Surface molecules of Giardia lamblia protects bioactive peptides for oral administration

ROMAN A. MARTINO, MARIANELA C. SERRADELL, MA. CECILIA GAGGIOTTI, HUGO D. LUJÁN

Mendoza

Encuentro; XLVIII Reunión Anual de la Sociedad Argentina de Investigación en Bioquímica y Biología Molecular; 2012

Sociedad Argentina de Investigación en Bioquímica y Biología Molecular

Giardia is an intestinal pathogen that undergoes antigenic variation, a mechanism by which trophozoites continuously switch its major surface molecules.
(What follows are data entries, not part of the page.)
// Babs the Bat: keep a bat fed on flies over a pond full of hazards.
//
// GameState::Playing  the player steers the bat; sheep, fish and the frog do
//                     their thing around it
// GameState::GameOver the bat ran out of energy; the pond keeps going while
//                     the screen fades to black and offers another round
//
// Every module is a plugin. Round entities are spawned on OnEnter(Playing)
// and swept up on OnExit(GameOver).

use bevy::prelude::*;
use bevy::window::WindowResolution;

use crate::playfield::Playfield;
use crate::resources::{GameState, Score};

fn main() {
    // Read before the app exists since the window size comes from it. Where
    // it came from is logged once logging is up.
    let (config, source) = config::load();
    let playfield = Playfield::from_config(&config);

    App::new()
        .add_plugins(DefaultPlugins.set(WindowPlugin {
            primary_window: Some(Window {
                title: "Babs the Bat".into(),
                resolution: WindowResolution::new(config.width, config.height),
                ..default()
            }),
            ..default()
        }))
        .insert_resource(ClearColor(Color::BLACK))
        .insert_resource(config)
        .insert_resource(source)
        .insert_resource(playfield)
        .add_plugins(GamePlugin)
        .run();
}

/// The whole game minus windowing and rendering. Expects the config,
/// `ConfigSource` and `Playfield` resources to be in place already.
struct GamePlugin;

impl Plugin for GamePlugin {
    fn build(&self, app: &mut App) {
        app.init_state::<GameState>()
            .init_resource::<Score>()
            .add_systems(Startup, config::log_config_source_system)
            .add_plugins((
                playfield::PlayfieldPlugin,
                physics::PhysicsPlugin,
                animation::AnimationPlugin,
                sprite_modifications::SpriteModificationsPlugin,
                shaders_lite::ShadersLitePlugin,
                scenery::SceneryPlugin,
                water::WaterPlugin,
                bat::BatPlugin,
                food::FoodPlugin,
                sheep::SheepPlugin,
                fish::FishPlugin,
                frog::FrogPlugin,
                hud::HudPlugin,
                game_over::GameOverPlugin,
            ));
    }
}

#[cfg(test)]
mod tests {
    use super::*;
    use bevy::state::app::StatesPlugin;

    use crate::{
        bat::{Bat, Energy},
        config::{ConfigSource, GameConfig},
        frog::Frog,
        game_over::GameOverOverlay,
        hud::ScoreText,
        physics::Platform,
        water::{WaterHitbox, WaterLayer},
    };

    fn headless_app() -> App {
        let mut app = App::new();
        app.add_plugins((
            MinimalPlugins,
            bevy::asset::AssetPlugin::default(),
            StatesPlugin,
            bevy::input::InputPlugin,
        ))
        .init_asset::<Image>()
        .init_asset::<TextureAtlasLayout>()
        .insert_resource(GameConfig::default())
        .insert_resource(ConfigSource::Defaults)
        .insert_resource(Playfield::new(1280.0, 720.0))
        .add_plugins(GamePlugin);
        app
    }

    fn count<F: bevy::ecs::query::QueryFilter>(app: &mut App) -> usize {
        let mut query = app.world_mut().query_filtered::<(), F>();
        query.iter(app.world()).count()
    }

    #[test]
    fn first_frame_spawns_a_round() {
        let mut app = headless_app();
        app.update();

        assert_eq!(app.world().resource::<State<GameState>>().get(), &GameState::Playing);
        assert_eq!(count::<With<Bat>>(&mut app), 1);
        assert_eq!(count::<With<WaterLayer>>(&mut app), 3);
        assert_eq!(count::<With<WaterHitbox>>(&mut app), 1);
        assert_eq!(count::<With<Frog>>(&mut app), 1);
        assert_eq!(count::<With<Platform>>(&mut app), 2);
        assert_eq!(count::<With<ScoreText>>(&mut app), 1);
    }

    #[test]
    fn play_again_replaces_the_round() {
        let mut app = headless_app();
        app.update();

        app.world_mut()
            .resource_mut::<NextState<GameState>>()
            .set(GameState::GameOver);
        app.update();
        assert_eq!(app.world().resource::<State<GameState>>().get(), &GameState::GameOver);
        assert_eq!(count::<With<GameOverOverlay>>(&mut app), 1);

        app.world_mut()
            .resource_mut::<NextState<GameState>>()
            .set(GameState::Playing);
        app.update();

        assert_eq!(app.world().resource::<State<GameState>>().get(), &GameState::Playing);
        assert_eq!(count::<With<GameOverOverlay>>(&mut app), 0);
        assert_eq!(count::<With<Bat>>(&mut app), 1);
        assert_eq!(count::<With<WaterLayer>>(&mut app), 3);
        assert_eq!(count::<With<Platform>>(&mut app), 2);
        assert_eq!(count::<With<ScoreText>>(&mut app), 1);

        let mut bats = app.world_mut().query_filtered::<&Energy, With<Bat>>();
        let energy = bats.single(app.world()).unwrap();
        assert!(energy.fraction() > 0.99);
    }
}

mod animation;
mod bat;
mod config;
mod fish;
mod food;
mod frog;
mod game_over;
mod hud;
mod physics;
mod playfield;
mod resources;
mod scenery;
mod shaders_lite;
mod sheep;
mod sprite_modifications;
mod water;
These surface antigens belong to a family of cysteine-rich Variant-specific Surface Proteins (VSPs), which are integral membrane proteins that cover the entire surface of trophozoites for protection within the upper small intestine. VSPs present unique characteristics that make them ideal candidates to transport drugs through the gastro intestinal track: they are resistant to acidic pH and proteolytic degradation and adhere to the intestinal mucosa. As a proof-of-principle, we initially used insulin as a prototype drug to be delivered by the oral route. We tested if the combination of insulin with a VSP can protect this molecule from degradation and promote its systemic biological action. We also tested bioactive peptides in their capacity to remain active after being mixed with a VSP and treated with different proteolytic enzymes or confronted to acidic pH both in vitro and in vivo. For the generation of the extracellular portion of the VSPs, we selected the Baculovirus Expression System using a proprietary purification approach. Our results showed that Giardia VSPs protect bioactive peptides when administered by the oral route. The structural characteristics of the VSPs that confer these properties are under analysis.